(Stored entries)
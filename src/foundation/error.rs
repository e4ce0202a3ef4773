/// Convenience result type used across epispin.
pub type EpiResult<T> = Result<T, EpiError>;

/// Top-level error taxonomy used by the library APIs.
#[derive(thiserror::Error, Debug)]
pub enum EpiError {
    /// Invalid user-provided configuration or construction arguments.
    #[error("validation error: {0}")]
    Validation(String),

    /// A run/pause/step request that the current run state forbids.
    ///
    /// These are reported, never fatal: the driver state is left unchanged.
    #[error("invalid transition: cannot {op} while {state}")]
    Transition {
        /// Requested operation (`run`, `pause`, `step`, `seek`).
        op: &'static str,
        /// Run state name at the time of the request.
        state: &'static str,
    },

    /// Failures reported by the renderable scene collaborator.
    #[error("scene error: {0}")]
    Scene(String),

    /// Errors while rasterizing or writing a rendered frame.
    #[error("render error: {0}")]
    Render(String),

    /// Errors when serializing or deserializing data structures.
    #[error("serialization error: {0}")]
    Serde(String),

    /// Wrapped lower-level error from dependencies or IO.
    #[error(transparent)]
    Other(#[from] anyhow::Error),
}

impl EpiError {
    /// Build a [`EpiError::Validation`] value.
    pub fn validation(msg: impl Into<String>) -> Self {
        Self::Validation(msg.into())
    }

    /// Build a [`EpiError::Transition`] value.
    pub fn transition(op: &'static str, state: &'static str) -> Self {
        Self::Transition { op, state }
    }

    /// Build a [`EpiError::Scene`] value.
    pub fn scene(msg: impl Into<String>) -> Self {
        Self::Scene(msg.into())
    }

    /// Build a [`EpiError::Render`] value.
    pub fn render(msg: impl Into<String>) -> Self {
        Self::Render(msg.into())
    }

    /// Build a [`EpiError::Serde`] value.
    pub fn serde(msg: impl Into<String>) -> Self {
        Self::Serde(msg.into())
    }

    /// `true` for the non-fatal invalid-transition class.
    pub fn is_transition(&self) -> bool {
        matches!(self, Self::Transition { .. })
    }
}

#[cfg(test)]
#[path = "../../tests/unit/foundation/error.rs"]
mod tests;
use super::*;

fn count_points(path: &str) -> usize {
    assert!(path.starts_with("M "));
    1 + path.matches(" L ").count()
}

#[test]
fn zero_cusps_is_rejected() {
    assert!(matches!(EpiCycloid::new(0), Err(EpiError::Validation(_))));
}

#[test]
fn table_size_tracks_cusps() {
    for n in [1u32, 2, 7, 20] {
        let e = EpiCycloid::new(n).unwrap();
        assert_eq!(e.total_points(), n as usize * POINT_DENSITY);
        assert_eq!(e.cusps(), n);
    }
}

#[test]
fn path_at_zero_is_move_to_only() {
    for n in 1..=6 {
        let e = EpiCycloid::new(n).unwrap();
        let p = e.path_to(0.0);
        assert_eq!(count_points(p), 1);
        assert!(!p.contains('L'));
    }
}

#[test]
fn path_at_full_turn_has_every_point() {
    for n in 1..=6 {
        let e = EpiCycloid::new(n).unwrap();
        assert_eq!(count_points(e.path_to(TAU)), e.total_points());
    }
}

#[test]
fn path_past_full_turn_clamps() {
    let e = EpiCycloid::new(3).unwrap();
    let full = e.path_to(TAU);
    assert_eq!(e.path_to(TAU + 0.1), full);
    assert_eq!(e.path_to(100.0), full);
}

#[test]
fn negative_and_nan_angles_clamp_to_first_point() {
    let e = EpiCycloid::new(2).unwrap();
    assert_eq!(e.path_to(-1.0), e.path_to(0.0));
    assert_eq!(e.path_to(f64::NAN), e.path_to(0.0));
}

#[test]
fn paths_grow_monotonically_as_prefixes() {
    let e = EpiCycloid::new(4).unwrap();
    let mut prev = e.path_to(0.0);
    for i in 1..=40 {
        let next = e.path_to(TAU * f64::from(i) / 40.0);
        assert!(next.starts_with(prev));
        prev = next;
    }
}

#[test]
fn half_turn_reveals_half_the_table() {
    let e = EpiCycloid::new(1).unwrap();
    // 50 * 0.5 + 1 = 26
    assert_eq!(e.points_revealed(PI), 26);
}

#[test]
fn coordinates_have_exactly_three_decimals() {
    let e = EpiCycloid::new(5).unwrap();
    for tok in e.path_to(TAU).split(' ') {
        if tok == "M" || tok == "L" {
            continue;
        }
        let (_, frac) = tok.split_once('.').unwrap();
        assert_eq!(frac.len(), 3, "token {tok}");
    }
}

#[test]
fn first_and_last_points_close_the_curve() {
    // At angle 0 and TAU the pen sits at (n, 0): roll radius n+1 minus the pen offset of 1.
    let n = 3;
    let e = EpiCycloid::new(n).unwrap();
    let first = e.points()[0];
    let last = e.points()[e.total_points() - 1];
    assert!((first.x - f64::from(n)).abs() < 1e-12);
    assert!(first.y.abs() < 1e-12);
    assert!((last.x - first.x).abs() < 1e-9);
    assert!((last.y - first.y).abs() < 1e-9);
    assert!(e.path_to(0.0).starts_with("M 3.000 "));
}

#[test]
fn cusps_touch_the_hub() {
    // Cusps occur where the pen touches the hub circle of radius n.
    let n = 4u32;
    let e = EpiCycloid::new(n).unwrap();
    for k in 0..n {
        let a = TAU * f64::from(k) / f64::from(n);
        let p = e.point(a);
        assert!(((p.x * p.x + p.y * p.y).sqrt() - f64::from(n)).abs() < 1e-9);
    }
}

PROBLEM DETAILS:
Please output only the lines from the first line of the entries through the line with "or construction arguments.", both included, exactly as written.

YOUR SOLUTION:
filename src/foundation/error.rs
repository e4ce0202a3ef4773
/// Convenience result type used across epispin.
pub type EpiResult<T> = Result<T, EpiError>;

/// Top-level error taxonomy used by the library APIs.
#[derive(thiserror::Error, Debug)]
pub enum EpiError {
    /// Invalid user-provided configuration or construction arguments.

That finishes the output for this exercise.